If you’ve followed the rise of fascism in America over the past few decades, which has been documented by many including the guy on Orcinus, you know this strain of “americanism” has been festering under the surface, held in check by the sense of decency and fair play that is–at least I believe it is–a stronger, more truly American trait, but developing under cover of various rationalizations and facades. Trump’s legitimization of that strain is what has allowed the racism to swell along with all this other petty hatred. The whole development, of course, has been facilitated and exacerbated by the ease of vicious communication made possible by the internet and social media.

So now we are facing fascist America. Big Time. Trump’s America.

{Post script: My brother was one of the 599 people who died of of COVID in Florida yesterday, so this is all very personal to me. He was a victim of the anti-vax conspiracy theory wackos, didn’t get the shot, didn’t go to the hospital when he got sick. They kept him alive for weeks, but it ravaged him so that he eventually succumbed to a cardiac arrest.]

Selfishness…

John Pavlovitz, a progressive Christian blogger whose critique of the recent Fascist (he doesn’t use that term, I don’t think) surge in the American political landscape aligns well with my own, has spoken out strongly in the past year about the pandemic and the poor response from his fellow Christians.

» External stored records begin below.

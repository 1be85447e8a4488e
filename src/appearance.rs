//! Particle appearance configuration
//!
//! Holds the colors and motion parameters that drive the particle shader,
//! plus the partial updates produced by the config generator.

use std::fmt;
use std::str::FromStr;

use thiserror::Error;

/// Lowest particle count a generated configuration may request
pub const MIN_PARTICLE_COUNT: u32 = 500;
/// Highest particle count a generated configuration may request
pub const MAX_PARTICLE_COUNT: u32 = 50_000;

/// Error parsing a hex color string
#[derive(Debug, Clone, PartialEq, Eq, Error)]
#[error("invalid hex color: {0:?}")]
pub struct ColorParseError(pub String);

/// sRGB-encoded color with components in [0, 1], as written in hex
#[derive(Debug, Clone, Copy, PartialEq)]
pub struct Rgb {
    pub r: f32,
    pub g: f32,
    pub b: f32,
}

impl Rgb {
    pub const fn new(r: f32, g: f32, b: f32) -> Self {
        Self { r, g, b }
    }

    /// Linear RGBA with full alpha for uniform buffers; the sRGB surface
    /// re-encodes on write, so shaders must see linear values
    pub fn to_linear_array(self) -> [f32; 4] {
        let linear = egui::Rgba::from(self.to_color32());
        [linear.r(), linear.g(), linear.b(), 1.0]
    }

    /// Convert to an egui color for the overlay widgets
    pub fn to_color32(self) -> egui::Color32 {
        egui::Color32::from_rgb(
            (self.r * 255.0).round() as u8,
            (self.g * 255.0).round() as u8,
            (self.b * 255.0).round() as u8,
        )
    }
}

impl FromStr for Rgb {
    type Err = ColorParseError;

    /// Parse `#rgb` or `#rrggbb` (the leading `#` is optional)
    fn from_str(s: &str) -> Result<Self, Self::Err> {
        let err = || ColorParseError(s.to_string());
        let hex = s.trim().trim_start_matches('#');
        if !hex.chars().all(|c| c.is_ascii_hexdigit()) {
            return Err(err());
        }

        let channel = |digits: &str| u8::from_str_radix(digits, 16).map_err(|_| err());

        let (r, g, b) = match hex.len() {
            3 => {
                // Shorthand: each digit is doubled (#0ff == #00ffff)
                let r = channel(&hex[0..1])? * 17;
                let g = channel(&hex[1..2])? * 17;
                let b = channel(&hex[2..3])? * 17;
                (r, g, b)
            }
            6 => (
                channel(&hex[0..2])?,
                channel(&hex[2..4])?,
                channel(&hex[4..6])?,
            ),
            _ => return Err(err()),
        };

        Ok(Self::new(
            r as f32 / 255.0,
            g as f32 / 255.0,
            b as f32 / 255.0,
        ))
    }
}

impl fmt::Display for Rgb {
    fn fmt(&self, f: &mut fmt::Formatter<'_>) -> fmt::Result {
        let c = self.to_color32();
        write!(f, "#{:02x}{:02x}{:02x}", c.r(), c.g(), c.b())
    }
}

/// Appearance of the particle cloud
#[derive(Debug, Clone, PartialEq)]
pub struct AppearanceConfig {
    /// First gradient color (left side of the cloud)
    pub color1: Rgb,
    /// Second gradient color (right side of the cloud)
    pub color2: Rgb,
    /// Point footprint in scene units
    pub particle_size: f32,
    /// Flow-field time multiplier
    pub speed: f32,
    /// Flow-field amplitude multiplier
    pub noise_scale: f32,
    /// Base radius of the hand's push zone
    pub interaction_radius: f32,
    /// Number of points in the cloud
    pub particle_count: u32,
}

impl Default for AppearanceConfig {
    fn default() -> Self {
        Self {
            color1: Rgb::new(1.0, 0.0, 0.4),
            color2: Rgb::new(0.0, 0.8, 1.0),
            particle_size: 0.15,
            speed: 1.0,
            noise_scale: 1.0,
            interaction_radius: 2.5,
            particle_count: 6000,
        }
    }
}

impl AppearanceConfig {
    /// Merge a partial update: required fields overwrite, absent optional
    /// fields keep their current values.
    pub fn apply(&mut self, update: &AppearanceUpdate) {
        self.color1 = update.color1;
        self.color2 = update.color2;
        self.particle_size = update.particle_size;
        self.speed = update.speed;
        self.noise_scale = update.noise_scale;

        if let Some(radius) = update.interaction_radius {
            self.interaction_radius = radius;
        }
        if let Some(count) = update.particle_count {
            self.particle_count = count;
        }
    }
}

/// Validated partial configuration produced by the generator
#[derive(Debug, Clone, PartialEq)]
pub struct AppearanceUpdate {
    pub color1: Rgb,
    pub color2: Rgb,
    pub particle_size: f32,
    pub speed: f32,
    pub noise_scale: f32,
    pub interaction_radius: Option<f32>,
    pub particle_count: Option<u32>,
}
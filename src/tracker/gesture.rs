//! Gesture classification and landmark-to-scene mapping

use glam::Vec3;

use super::landmarks::{Hand, HandLandmark, FINGERS};
use crate::state::{Gesture, HandSample};

/// Horizontal extent of the scene mapping (x lands in roughly ±5)
pub const SCENE_SCALE_X: f32 = 10.0;
/// Vertical extent of the scene mapping (y lands in roughly ±4)
pub const SCENE_SCALE_Y: f32 = 8.0;
/// Depth scale; relative depth is inverted so reaching toward the camera is +z
pub const SCENE_SCALE_Z: f32 = 10.0;

/// A finger is folded when its tip is closer to the wrist than its PIP joint
pub fn is_folded(wrist: &HandLandmark, tip: &HandLandmark, pip: &HandLandmark) -> bool {
    tip.distance(wrist) < pip.distance(wrist)
}

/// Count folded fingers among index, middle, ring and pinky
pub fn count_folded(hand: &Hand) -> usize {
    let wrist = hand.wrist();
    FINGERS
        .iter()
        .filter(|&&(tip, pip)| is_folded(wrist, &hand.landmarks[tip], &hand.landmarks[pip]))
        .count()
}

/// Map a folded-finger count to a gesture
pub fn gesture_from_folded(folded: usize) -> Gesture {
    match folded {
        0..=1 => Gesture::Open,
        2..=3 => Gesture::Neutral,
        _ => Gesture::Closed,
    }
}

/// Classify a hand as open, neutral or closed
pub fn classify_gesture(hand: &Hand) -> Gesture {
    gesture_from_folded(count_folded(hand))
}

/// Map a normalized landmark into scene coordinates.
///
/// x is mirrored so the cloud follows the hand like a mirror image.
pub fn to_scene_position(landmark: &HandLandmark) -> Vec3 {
    Vec3::new(
        (0.5 - landmark.x) * SCENE_SCALE_X,
        (0.5 - landmark.y) * SCENE_SCALE_Y,
        -landmark.z * SCENE_SCALE_Z,
    )
}

/// Turn a detector result into the sample written to the store
pub fn sample_from_detection(hand: Option<&Hand>) -> HandSample {
    match hand {
        Some(hand) => HandSample::detected(to_scene_position(hand.index_tip()), classify_gesture(hand)),
        None => HandSample::NONE,
    }
}
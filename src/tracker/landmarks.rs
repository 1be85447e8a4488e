//! Hand landmark layout
//!
//! 21 points per hand in the MediaPipe ordering. Coordinates are normalized to
//! the input image (x, y in [0, 1]) with z as depth relative to the wrist.

pub const WRIST: usize = 0;
pub const THUMB_TIP: usize = 4;
pub const INDEX_PIP: usize = 6;
pub const INDEX_TIP: usize = 8;
pub const MIDDLE_PIP: usize = 10;
pub const MIDDLE_TIP: usize = 12;
pub const RING_PIP: usize = 14;
pub const RING_TIP: usize = 16;
pub const PINKY_PIP: usize = 18;
pub const PINKY_TIP: usize = 20;

/// Number of landmarks per hand
pub const LANDMARK_COUNT: usize = 21;

/// (tip, pip) pairs for the four fingers that count toward the gesture.
/// The thumb folds sideways and is left out.
pub const FINGERS: [(usize, usize); 4] = [
    (INDEX_TIP, INDEX_PIP),
    (MIDDLE_TIP, MIDDLE_PIP),
    (RING_TIP, RING_PIP),
    (PINKY_TIP, PINKY_PIP),
];

/// Hand landmark (normalized coordinates)
#[derive(Clone, Copy, Debug, Default, PartialEq)]
pub struct HandLandmark {
    pub x: f32,
    pub y: f32,
    pub z: f32,
}

impl HandLandmark {
    pub const fn new(x: f32, y: f32, z: f32) -> Self {
        Self { x, y, z }
    }

    /// Euclidean distance to another landmark
    pub fn distance(&self, other: &HandLandmark) -> f32 {
        let dx = self.x - other.x;
        let dy = self.y - other.y;
        let dz = self.z - other.z;
        (dx * dx + dy * dy + dz * dz).sqrt()
    }
}

/// Detected hand
#[derive(Clone, Debug)]
pub struct Hand {
    /// 21 landmarks
    pub landmarks: [HandLandmark; LANDMARK_COUNT],
    /// Presence score reported by the model
    pub confidence: f32,
}

impl Default for Hand {
    fn default() -> Self {
        Self {
            landmarks: [HandLandmark::default(); LANDMARK_COUNT],
            confidence: 0.0,
        }
    }
}

impl Hand {
    pub fn wrist(&self) -> &HandLandmark {
        &self.landmarks[WRIST]
    }

    pub fn index_tip(&self) -> &HandLandmark {
        &self.landmarks[INDEX_TIP]
    }
}

#[cfg(test)]
mod tests {
    use super::*;

    #[test]
    fn test_distance() {
        let a = HandLandmark::new(0.0, 0.0, 0.0);
        let b = HandLandmark::new(3.0, 4.0, 0.0);
        assert!((a.distance(&b) - 5.0).abs() < 1e-6);
        assert_eq!(a.distance(&a), 0.0);
    }

    #[test]
    fn test_fingers_exclude_thumb() {
        assert!(FINGERS.iter().all(|&(tip, pip)| tip != THUMB_TIP && pip < tip));
    }
}
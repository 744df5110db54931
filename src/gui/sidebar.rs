//! Sidebar Widget
//! Left side panel with the section selector, data sources and actions.

use egui::{Color32, RichText};

use crate::charts::SectionId;
use crate::config::DashboardConfig;

/// Actions triggered by the sidebar
#[derive(Debug, Clone, PartialEq)]
pub enum SidebarAction {
    None,
    BrowseSeasonA,
    BrowseSeasonB,
    Reload,
    ExportReport,
}

/// Left side panel: seven-section selector plus data source controls.
pub struct Sidebar {
    pub selected: SectionId,
    pub progress: f32,
    pub status: String,
    pub export_enabled: bool,
}

impl Default for Sidebar {
    fn default() -> Self {
        Self {
            selected: SectionId::DriverPerformance,
            progress: 0.0,
            status: "Ready".to_string(),
            export_enabled: false,
        }
    }
}

impl Sidebar {
    pub fn new() -> Self {
        Self::default()
    }

    /// Draw the sidebar
    pub fn show(&mut self, ui: &mut egui::Ui, cfg: &DashboardConfig) -> SidebarAction {
        let mut action = SidebarAction::None;

        // Title
        ui.vertical_centered(|ui| {
            ui.add_space(5.0);
            ui.label(
                RichText::new("🏁 Podium")
                    .size(22.0)
                    .color(Color32::from_rgb(225, 6, 0)),
            );
            ui.label(
                RichText::new("Race Results Dashboard")
                    .size(11.0)
                    .color(Color32::GRAY),
            );
        });
        ui.add_space(10.0);
        ui.separator();
        ui.add_space(5.0);

        // ===== Section Selector =====
        ui.label(RichText::new("📑 Sections").size(14.0).strong());
        ui.add_space(5.0);

        for id in SectionId::ALL {
            if ui
                .selectable_label(self.selected == id, id.sidebar_label())
                .clicked()
            {
                self.selected = id;
            }
        }

        ui.add_space(15.0);
        ui.separator();
        ui.add_space(10.0);

        // ===== Data Sources =====
        ui.label(RichText::new("📁 Season Files").size(14.0).strong());
        ui.add_space(5.0);

        Self::source_row(ui, cfg.season_a.year, &cfg.season_a.path, &mut action, true);
        ui.add_space(5.0);
        Self::source_row(ui, cfg.season_b.year, &cfg.season_b.path, &mut action, false);

        ui.add_space(15.0);
        ui.separator();
        ui.add_space(10.0);

        // ===== Action Buttons =====
        ui.vertical_centered(|ui| {
            let reload = egui::Button::new(RichText::new("⟳ Reload Data").size(15.0))
                .min_size(egui::vec2(180.0, 32.0));
            if ui.add(reload).clicked() {
                action = SidebarAction::Reload;
            }

            ui.add_space(8.0);

            ui.add_enabled_ui(self.export_enabled, |ui| {
                let export = egui::Button::new(RichText::new("🖼 Export Charts").size(14.0))
                    .min_size(egui::vec2(160.0, 28.0));
                if ui.add(export).clicked() {
                    action = SidebarAction::ExportReport;
                }
            });
        });

        ui.add_space(15.0);
        ui.separator();
        ui.add_space(10.0);

        // ===== Progress Section =====
        ui.label(RichText::new("📊 Status").size(14.0).strong());
        ui.add_space(5.0);

        ui.add(
            egui::ProgressBar::new(self.progress / 100.0)
                .show_percentage()
                .animate(self.progress > 0.0 && self.progress < 100.0),
        );

        ui.add_space(5.0);

        let status_color = if self.status.contains("Error") || self.status.contains("missing") {
            Color32::from_rgb(220, 53, 69)
        } else if self.status.contains("Complete") {
            Color32::from_rgb(40, 167, 69)
        } else {
            Color32::GRAY
        };
        ui.label(RichText::new(&self.status).size(11.0).color(status_color));

        action
    }

    fn source_row(
        ui: &mut egui::Ui,
        year: i32,
        path: &std::path::Path,
        action: &mut SidebarAction,
        is_a: bool,
    ) {
        egui::Frame::none()
            .fill(ui.visuals().widgets.noninteractive.bg_fill)
            .rounding(5.0)
            .inner_margin(8.0)
            .show(ui, |ui| {
                ui.horizontal(|ui| {
                    let name = path
                        .file_name()
                        .map(|n| n.to_string_lossy().to_string())
                        .unwrap_or_else(|| "No file selected".to_string());
                    let present = path.exists();

                    ui.label(RichText::new(format!("{}:", year)).size(12.0).strong());
                    ui.label(RichText::new(name).size(12.0).color(if present {
                        Color32::WHITE
                    } else {
                        Color32::from_rgb(220, 53, 69)
                    }));

                    ui.with_layout(egui::Layout::right_to_left(egui::Align::Center), |ui| {
                        if ui.button("📂").clicked() {
                            *action = if is_a {
                                SidebarAction::BrowseSeasonA
                            } else {
                                SidebarAction::BrowseSeasonB
                            };
                        }
                    });
                });
            });
    }

    /// Set progress and status
    pub fn set_progress(&mut self, progress: f32, status: &str) {
        self.progress = progress;
        self.status = status.to_string();
    }
}
//! Dashboard Configuration
//! Season file locations with optional `dashboard.json` override.

use serde::{Deserialize, Serialize};
use std::path::{Path, PathBuf};
use tracing::warn;

/// Default season files, relative to the working directory.
pub const DEFAULT_FILE_2024: &str = "Formula1_2024season_raceResults.csv";
pub const DEFAULT_FILE_2025: &str = "Formula1_2025Season_RaceResults.csv";

/// Config file looked up in the working directory.
pub const CONFIG_FILE: &str = "dashboard.json";

/// One season's CSV source.
#[derive(Debug, Clone, Serialize, Deserialize, PartialEq)]
pub struct SeasonSource {
    pub path: PathBuf,
    pub year: i32,
}

/// Dashboard configuration: the two season sources to compare.
#[derive(Debug, Clone, Serialize, Deserialize, PartialEq)]
pub struct DashboardConfig {
    pub season_a: SeasonSource,
    pub season_b: SeasonSource,
}

impl Default for DashboardConfig {
    fn default() -> Self {
        Self {
            season_a: SeasonSource {
                path: PathBuf::from(DEFAULT_FILE_2024),
                year: 2024,
            },
            season_b: SeasonSource {
                path: PathBuf::from(DEFAULT_FILE_2025),
                year: 2025,
            },
        }
    }
}

impl DashboardConfig {
    /// Load from `dashboard.json` if present, otherwise defaults.
    /// A malformed config file falls back to defaults with a warning.
    pub fn load() -> Self {
        Self::load_from(Path::new(CONFIG_FILE))
    }

    pub fn load_from(path: &Path) -> Self {
        match std::fs::read_to_string(path) {
            Ok(contents) => match serde_json::from_str(&contents) {
                Ok(cfg) => cfg,
                Err(e) => {
                    warn!("Ignoring malformed {}: {}", path.display(), e);
                    Self::default()
                }
            },
            Err(_) => Self::default(),
        }
    }
}

#[cfg(test)]
mod tests {
    use super::*;
    use std::io::Write;

    #[test]
    fn test_default_paths() {
        let cfg = DashboardConfig::default();
        assert_eq!(cfg.season_a.path, PathBuf::from(DEFAULT_FILE_2024));
        assert_eq!(cfg.season_a.year, 2024);
        assert_eq!(cfg.season_b.year, 2025);
    }

    #[test]
    fn test_missing_config_falls_back_to_defaults() {
        let cfg = DashboardConfig::load_from(Path::new("no_such_dashboard.json"));
        assert_eq!(cfg, DashboardConfig::default());
    }

    #[test]
    fn test_config_file_overrides_defaults() {
        let mut file = tempfile::NamedTempFile::new().unwrap();
        write!(
            file,
            r#"{{"season_a":{{"path":"a.csv","year":2022}},"season_b":{{"path":"b.csv","year":2023}}}}"#
        )
        .unwrap();

        let cfg = DashboardConfig::load_from(file.path());
        assert_eq!(cfg.season_a.path, PathBuf::from("a.csv"));
        assert_eq!(cfg.season_a.year, 2022);
        assert_eq!(cfg.season_b.year, 2023);
    }

    #[test]
    fn test_malformed_config_falls_back_to_defaults() {
        let mut file = tempfile::NamedTempFile::new().unwrap();
        write!(file, "{{not json").unwrap();

        let cfg = DashboardConfig::load_from(file.path());
        assert_eq!(cfg, DashboardConfig::default());
    }
}
//! Podium - Race Results Season Dashboard
//!
//! Loads two seasons of race-result CSV files, cleans a handful of columns
//! and renders descriptive charts and summary tables for driver, team and
//! track performance.

pub mod charts;
pub mod config;
pub mod data;
pub mod gui;
pub mod stats;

His blog is Stuff That Needs to be Said at johnpavlovitz.com, and the post today pretty much summarizes the problem with vaccine hesitancy/resistance as one of plain selfishness. Which thoroughly indicts Christians who buy into the whole fascist republican stance on all this for the hypocrites they are, professing as they do to follow a spiritual leader whose most powerful message was “Love one another as I have loved you.”

As a former mega-church youth minister who was fired for refusing to support racist policies, he is well-acquainted with the fundamentalist approach and has very thoroughly debunked all that. This post today clarifies much about how and why these pseudo-Christians think the vaccine is not something they need to do. He says, starkly:

Selfishness is America’s second deadly virus and it may be one we cannot overcome.

And he makes it clear that it’s pretty un-Christian at heart:

I wish there was a vaccine that could make these people give a damn about other human beings; that we could inoculate them against whatever toxic cocktail of ignorance, fear, arrogance, political tribalism, and bad religion that has rendered them resistant to the suffering of others.

I suppose this shouldn’t have been a surprise. I imagine their denials of the virus and their refusal to mask and their defiance of safeguards should have tipped me off, but still I did not expect this entrenched and strident refusal to help other people, especially the many who claim to follow a “love your neighbor” Jesus.

And the prognosis for the country is also quite stark:

Until love and mercy and kindness take hold in the hearts of these people, until they are burdened with the common good, that lack of empathy will be a sickness that will destroy us.

I hope that he’s not right. I hope that goodness and mercy will prevail. I hope at least that these people will eventually recognize that the cost/benefit ratio for taking the vaccine militates in favor of reasonable action instead of this self-absorbed, ignorant attitude that puts ones own comfort ahead of the life and health of a whole nation.